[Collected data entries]
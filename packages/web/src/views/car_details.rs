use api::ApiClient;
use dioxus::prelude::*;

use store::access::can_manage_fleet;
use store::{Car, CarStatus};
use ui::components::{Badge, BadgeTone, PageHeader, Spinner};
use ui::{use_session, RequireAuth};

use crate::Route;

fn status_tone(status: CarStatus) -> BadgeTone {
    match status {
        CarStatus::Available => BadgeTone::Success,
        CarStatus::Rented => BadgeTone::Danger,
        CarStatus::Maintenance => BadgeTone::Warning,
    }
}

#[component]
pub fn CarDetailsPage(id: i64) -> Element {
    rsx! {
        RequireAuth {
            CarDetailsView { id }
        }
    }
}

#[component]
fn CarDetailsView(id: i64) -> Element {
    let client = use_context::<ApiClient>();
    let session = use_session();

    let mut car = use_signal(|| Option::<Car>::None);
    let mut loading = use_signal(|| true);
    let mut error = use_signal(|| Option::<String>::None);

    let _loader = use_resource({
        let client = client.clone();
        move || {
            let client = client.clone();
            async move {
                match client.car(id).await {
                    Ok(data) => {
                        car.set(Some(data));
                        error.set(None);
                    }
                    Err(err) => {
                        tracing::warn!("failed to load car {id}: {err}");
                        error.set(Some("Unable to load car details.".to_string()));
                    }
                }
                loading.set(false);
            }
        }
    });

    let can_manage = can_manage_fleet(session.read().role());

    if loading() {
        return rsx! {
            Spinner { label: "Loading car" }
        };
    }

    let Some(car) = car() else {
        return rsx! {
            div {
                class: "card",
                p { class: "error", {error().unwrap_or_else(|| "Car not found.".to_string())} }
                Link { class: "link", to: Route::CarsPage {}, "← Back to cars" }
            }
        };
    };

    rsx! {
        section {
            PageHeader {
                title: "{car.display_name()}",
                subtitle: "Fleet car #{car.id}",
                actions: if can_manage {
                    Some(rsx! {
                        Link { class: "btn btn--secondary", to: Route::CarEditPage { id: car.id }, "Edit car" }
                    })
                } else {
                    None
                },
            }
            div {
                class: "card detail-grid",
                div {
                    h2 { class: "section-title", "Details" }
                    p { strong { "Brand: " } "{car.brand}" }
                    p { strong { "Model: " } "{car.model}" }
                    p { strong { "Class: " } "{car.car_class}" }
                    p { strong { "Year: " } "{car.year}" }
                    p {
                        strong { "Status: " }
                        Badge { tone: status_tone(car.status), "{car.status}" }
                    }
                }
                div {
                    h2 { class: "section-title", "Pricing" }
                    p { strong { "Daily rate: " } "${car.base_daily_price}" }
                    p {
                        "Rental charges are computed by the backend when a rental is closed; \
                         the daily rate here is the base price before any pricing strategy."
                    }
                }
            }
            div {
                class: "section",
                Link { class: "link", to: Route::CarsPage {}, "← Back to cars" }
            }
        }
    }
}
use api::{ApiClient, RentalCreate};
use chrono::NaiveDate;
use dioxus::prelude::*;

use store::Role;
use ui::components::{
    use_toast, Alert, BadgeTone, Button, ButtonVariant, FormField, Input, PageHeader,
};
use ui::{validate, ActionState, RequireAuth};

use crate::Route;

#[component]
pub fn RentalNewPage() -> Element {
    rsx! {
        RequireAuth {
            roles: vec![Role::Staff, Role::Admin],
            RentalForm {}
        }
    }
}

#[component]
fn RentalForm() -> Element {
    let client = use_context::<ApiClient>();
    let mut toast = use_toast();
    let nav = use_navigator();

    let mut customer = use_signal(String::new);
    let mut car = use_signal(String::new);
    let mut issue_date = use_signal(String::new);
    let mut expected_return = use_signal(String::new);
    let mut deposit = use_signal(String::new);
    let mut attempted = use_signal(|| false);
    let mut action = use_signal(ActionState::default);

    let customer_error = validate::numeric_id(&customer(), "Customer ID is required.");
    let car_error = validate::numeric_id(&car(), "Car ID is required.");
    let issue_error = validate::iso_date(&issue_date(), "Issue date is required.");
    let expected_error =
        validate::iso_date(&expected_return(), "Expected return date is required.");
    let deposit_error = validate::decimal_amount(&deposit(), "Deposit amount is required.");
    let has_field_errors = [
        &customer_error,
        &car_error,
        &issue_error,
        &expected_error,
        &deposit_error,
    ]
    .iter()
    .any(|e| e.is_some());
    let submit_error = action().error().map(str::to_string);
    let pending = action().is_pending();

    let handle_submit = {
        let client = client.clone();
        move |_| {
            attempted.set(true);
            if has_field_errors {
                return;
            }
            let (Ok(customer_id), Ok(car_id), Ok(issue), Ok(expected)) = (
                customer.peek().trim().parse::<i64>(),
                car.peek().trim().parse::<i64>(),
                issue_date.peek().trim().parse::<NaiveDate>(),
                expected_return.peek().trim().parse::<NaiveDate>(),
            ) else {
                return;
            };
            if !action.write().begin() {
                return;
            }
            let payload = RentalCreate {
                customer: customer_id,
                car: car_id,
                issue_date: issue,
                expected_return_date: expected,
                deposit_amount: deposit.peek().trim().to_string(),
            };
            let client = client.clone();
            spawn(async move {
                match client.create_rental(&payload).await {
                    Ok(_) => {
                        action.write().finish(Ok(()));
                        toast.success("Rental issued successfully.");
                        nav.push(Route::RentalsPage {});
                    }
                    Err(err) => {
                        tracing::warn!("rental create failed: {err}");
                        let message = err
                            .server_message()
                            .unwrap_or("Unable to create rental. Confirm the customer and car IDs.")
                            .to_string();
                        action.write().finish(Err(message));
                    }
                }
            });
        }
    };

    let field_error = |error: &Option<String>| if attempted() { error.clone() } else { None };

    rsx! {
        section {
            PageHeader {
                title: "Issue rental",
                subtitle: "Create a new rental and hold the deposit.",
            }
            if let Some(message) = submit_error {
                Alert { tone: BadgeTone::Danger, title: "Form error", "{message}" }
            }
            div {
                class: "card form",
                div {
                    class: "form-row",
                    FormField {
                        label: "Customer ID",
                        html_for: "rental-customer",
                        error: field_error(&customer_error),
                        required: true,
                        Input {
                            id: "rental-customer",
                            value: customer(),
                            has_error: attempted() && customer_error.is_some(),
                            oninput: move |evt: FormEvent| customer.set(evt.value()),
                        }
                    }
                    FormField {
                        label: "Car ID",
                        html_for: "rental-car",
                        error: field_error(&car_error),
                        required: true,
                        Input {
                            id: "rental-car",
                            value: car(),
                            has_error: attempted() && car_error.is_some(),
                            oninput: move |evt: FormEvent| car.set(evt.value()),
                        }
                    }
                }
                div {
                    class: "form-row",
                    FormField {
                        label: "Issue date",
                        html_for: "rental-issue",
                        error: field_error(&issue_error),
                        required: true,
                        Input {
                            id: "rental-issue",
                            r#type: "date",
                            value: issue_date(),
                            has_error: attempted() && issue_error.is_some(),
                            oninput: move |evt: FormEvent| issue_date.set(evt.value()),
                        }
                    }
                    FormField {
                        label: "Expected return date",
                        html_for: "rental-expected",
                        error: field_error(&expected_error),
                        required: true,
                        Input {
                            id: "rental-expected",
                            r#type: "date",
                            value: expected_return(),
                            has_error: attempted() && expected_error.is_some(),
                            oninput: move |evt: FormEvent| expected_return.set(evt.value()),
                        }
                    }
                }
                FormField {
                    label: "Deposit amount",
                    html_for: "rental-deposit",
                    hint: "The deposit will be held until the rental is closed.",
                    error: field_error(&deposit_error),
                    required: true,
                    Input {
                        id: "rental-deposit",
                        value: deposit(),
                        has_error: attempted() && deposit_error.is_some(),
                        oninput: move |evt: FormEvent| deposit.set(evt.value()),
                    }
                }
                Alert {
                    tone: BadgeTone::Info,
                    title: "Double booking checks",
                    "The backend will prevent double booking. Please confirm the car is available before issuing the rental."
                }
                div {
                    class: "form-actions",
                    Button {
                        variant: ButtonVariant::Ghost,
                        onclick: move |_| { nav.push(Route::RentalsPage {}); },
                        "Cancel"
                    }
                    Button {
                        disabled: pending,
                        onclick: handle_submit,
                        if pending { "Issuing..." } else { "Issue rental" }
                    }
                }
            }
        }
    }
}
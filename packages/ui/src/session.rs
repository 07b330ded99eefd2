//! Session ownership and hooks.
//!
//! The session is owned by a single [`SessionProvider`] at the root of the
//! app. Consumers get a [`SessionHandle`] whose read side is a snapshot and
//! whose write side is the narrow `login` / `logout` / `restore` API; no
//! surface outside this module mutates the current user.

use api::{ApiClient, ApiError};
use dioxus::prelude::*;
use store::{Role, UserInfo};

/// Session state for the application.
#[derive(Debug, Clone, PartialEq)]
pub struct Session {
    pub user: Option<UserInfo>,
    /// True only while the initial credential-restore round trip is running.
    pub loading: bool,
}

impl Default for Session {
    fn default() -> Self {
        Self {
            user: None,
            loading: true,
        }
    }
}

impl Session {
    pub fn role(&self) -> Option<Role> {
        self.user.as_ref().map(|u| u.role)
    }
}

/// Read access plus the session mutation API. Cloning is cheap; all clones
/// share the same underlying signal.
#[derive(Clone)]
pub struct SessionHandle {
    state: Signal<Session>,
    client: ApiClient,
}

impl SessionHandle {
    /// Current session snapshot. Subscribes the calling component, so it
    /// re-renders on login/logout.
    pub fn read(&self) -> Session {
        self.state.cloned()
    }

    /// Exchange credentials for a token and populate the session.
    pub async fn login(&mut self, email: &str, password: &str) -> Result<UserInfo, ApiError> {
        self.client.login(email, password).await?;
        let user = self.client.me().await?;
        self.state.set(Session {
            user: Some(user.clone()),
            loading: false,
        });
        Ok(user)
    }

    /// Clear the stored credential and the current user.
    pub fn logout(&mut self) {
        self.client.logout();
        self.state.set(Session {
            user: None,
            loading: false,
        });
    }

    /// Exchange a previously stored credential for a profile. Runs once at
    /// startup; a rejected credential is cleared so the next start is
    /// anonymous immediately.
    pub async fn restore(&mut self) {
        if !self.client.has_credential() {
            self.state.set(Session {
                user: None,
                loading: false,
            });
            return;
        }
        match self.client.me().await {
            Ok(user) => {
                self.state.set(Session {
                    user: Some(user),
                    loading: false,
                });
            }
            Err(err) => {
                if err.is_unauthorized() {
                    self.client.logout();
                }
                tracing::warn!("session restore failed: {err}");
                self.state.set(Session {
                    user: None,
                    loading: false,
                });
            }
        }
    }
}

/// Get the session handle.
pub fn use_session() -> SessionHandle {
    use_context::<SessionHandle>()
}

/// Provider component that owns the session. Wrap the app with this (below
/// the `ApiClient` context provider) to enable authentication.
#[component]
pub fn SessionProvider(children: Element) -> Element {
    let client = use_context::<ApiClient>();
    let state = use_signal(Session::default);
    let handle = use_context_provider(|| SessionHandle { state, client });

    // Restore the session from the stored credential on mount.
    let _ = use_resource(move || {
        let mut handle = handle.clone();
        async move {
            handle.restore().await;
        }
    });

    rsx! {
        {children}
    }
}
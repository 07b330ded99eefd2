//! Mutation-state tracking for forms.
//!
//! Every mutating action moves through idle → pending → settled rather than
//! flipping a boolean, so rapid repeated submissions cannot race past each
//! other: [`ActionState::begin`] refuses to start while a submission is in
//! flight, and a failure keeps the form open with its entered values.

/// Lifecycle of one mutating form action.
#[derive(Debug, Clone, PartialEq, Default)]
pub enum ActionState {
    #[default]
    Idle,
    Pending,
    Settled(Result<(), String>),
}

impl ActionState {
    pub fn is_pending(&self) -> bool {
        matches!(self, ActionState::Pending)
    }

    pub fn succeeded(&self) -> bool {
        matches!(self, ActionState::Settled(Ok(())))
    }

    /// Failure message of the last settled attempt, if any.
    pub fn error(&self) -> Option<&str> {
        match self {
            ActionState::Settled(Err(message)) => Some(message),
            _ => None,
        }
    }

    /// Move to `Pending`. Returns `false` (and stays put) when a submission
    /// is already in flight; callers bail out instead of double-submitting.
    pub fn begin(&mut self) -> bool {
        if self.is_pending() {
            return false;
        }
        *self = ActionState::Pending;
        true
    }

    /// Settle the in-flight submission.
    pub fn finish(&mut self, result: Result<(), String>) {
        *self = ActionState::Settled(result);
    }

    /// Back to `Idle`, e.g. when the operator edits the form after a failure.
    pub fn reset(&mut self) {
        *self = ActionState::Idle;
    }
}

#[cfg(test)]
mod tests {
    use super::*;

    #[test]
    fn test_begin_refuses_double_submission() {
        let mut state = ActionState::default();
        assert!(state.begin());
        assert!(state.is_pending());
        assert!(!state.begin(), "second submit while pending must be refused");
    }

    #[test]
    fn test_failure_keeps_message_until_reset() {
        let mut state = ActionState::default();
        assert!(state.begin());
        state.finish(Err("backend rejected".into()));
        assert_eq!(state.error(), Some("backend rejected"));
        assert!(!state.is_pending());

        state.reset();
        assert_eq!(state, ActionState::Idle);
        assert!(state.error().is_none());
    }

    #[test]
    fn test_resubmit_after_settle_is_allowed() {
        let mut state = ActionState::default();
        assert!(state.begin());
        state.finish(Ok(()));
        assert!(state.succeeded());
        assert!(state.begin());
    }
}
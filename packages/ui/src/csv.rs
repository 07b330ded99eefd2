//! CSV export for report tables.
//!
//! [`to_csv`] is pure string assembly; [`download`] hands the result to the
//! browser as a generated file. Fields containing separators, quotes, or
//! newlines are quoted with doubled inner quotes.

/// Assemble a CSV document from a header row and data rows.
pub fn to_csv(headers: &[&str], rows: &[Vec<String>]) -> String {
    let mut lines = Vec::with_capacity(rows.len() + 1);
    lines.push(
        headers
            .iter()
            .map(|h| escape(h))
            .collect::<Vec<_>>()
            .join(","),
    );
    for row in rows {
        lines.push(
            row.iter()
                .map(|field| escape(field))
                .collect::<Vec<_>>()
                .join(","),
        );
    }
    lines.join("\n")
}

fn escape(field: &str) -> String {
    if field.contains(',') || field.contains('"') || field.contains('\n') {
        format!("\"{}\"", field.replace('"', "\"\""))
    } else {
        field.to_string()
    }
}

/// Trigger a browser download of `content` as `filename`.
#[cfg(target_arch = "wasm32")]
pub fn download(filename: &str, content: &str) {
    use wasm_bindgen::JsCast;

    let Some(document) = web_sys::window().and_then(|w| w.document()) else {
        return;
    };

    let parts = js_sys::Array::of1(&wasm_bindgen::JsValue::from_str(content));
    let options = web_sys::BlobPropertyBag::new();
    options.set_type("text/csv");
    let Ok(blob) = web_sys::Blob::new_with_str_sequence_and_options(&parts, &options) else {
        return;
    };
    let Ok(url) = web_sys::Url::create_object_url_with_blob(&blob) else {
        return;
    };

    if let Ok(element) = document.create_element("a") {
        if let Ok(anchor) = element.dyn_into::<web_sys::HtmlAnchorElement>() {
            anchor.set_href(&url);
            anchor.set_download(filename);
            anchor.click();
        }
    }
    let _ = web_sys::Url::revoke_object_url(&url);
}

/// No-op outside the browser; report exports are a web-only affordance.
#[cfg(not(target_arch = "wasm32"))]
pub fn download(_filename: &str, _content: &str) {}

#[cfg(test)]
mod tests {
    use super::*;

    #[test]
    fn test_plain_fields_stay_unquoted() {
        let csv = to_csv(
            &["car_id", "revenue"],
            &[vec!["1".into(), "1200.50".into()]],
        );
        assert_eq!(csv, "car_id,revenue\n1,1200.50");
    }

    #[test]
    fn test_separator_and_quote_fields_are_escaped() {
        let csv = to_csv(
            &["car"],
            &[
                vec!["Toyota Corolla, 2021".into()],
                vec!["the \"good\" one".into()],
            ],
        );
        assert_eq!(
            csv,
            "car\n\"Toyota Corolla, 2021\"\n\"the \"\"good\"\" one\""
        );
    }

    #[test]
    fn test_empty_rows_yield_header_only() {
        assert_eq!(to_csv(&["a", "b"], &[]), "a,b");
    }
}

ACTION ITEM: For each line in the data above that contains the string "SessionProvider", extract the line.

SOLUTION:
//! The session is owned by a single [`SessionProvider`] at the root of the
pub fn SessionProvider(children: Element) -> Element {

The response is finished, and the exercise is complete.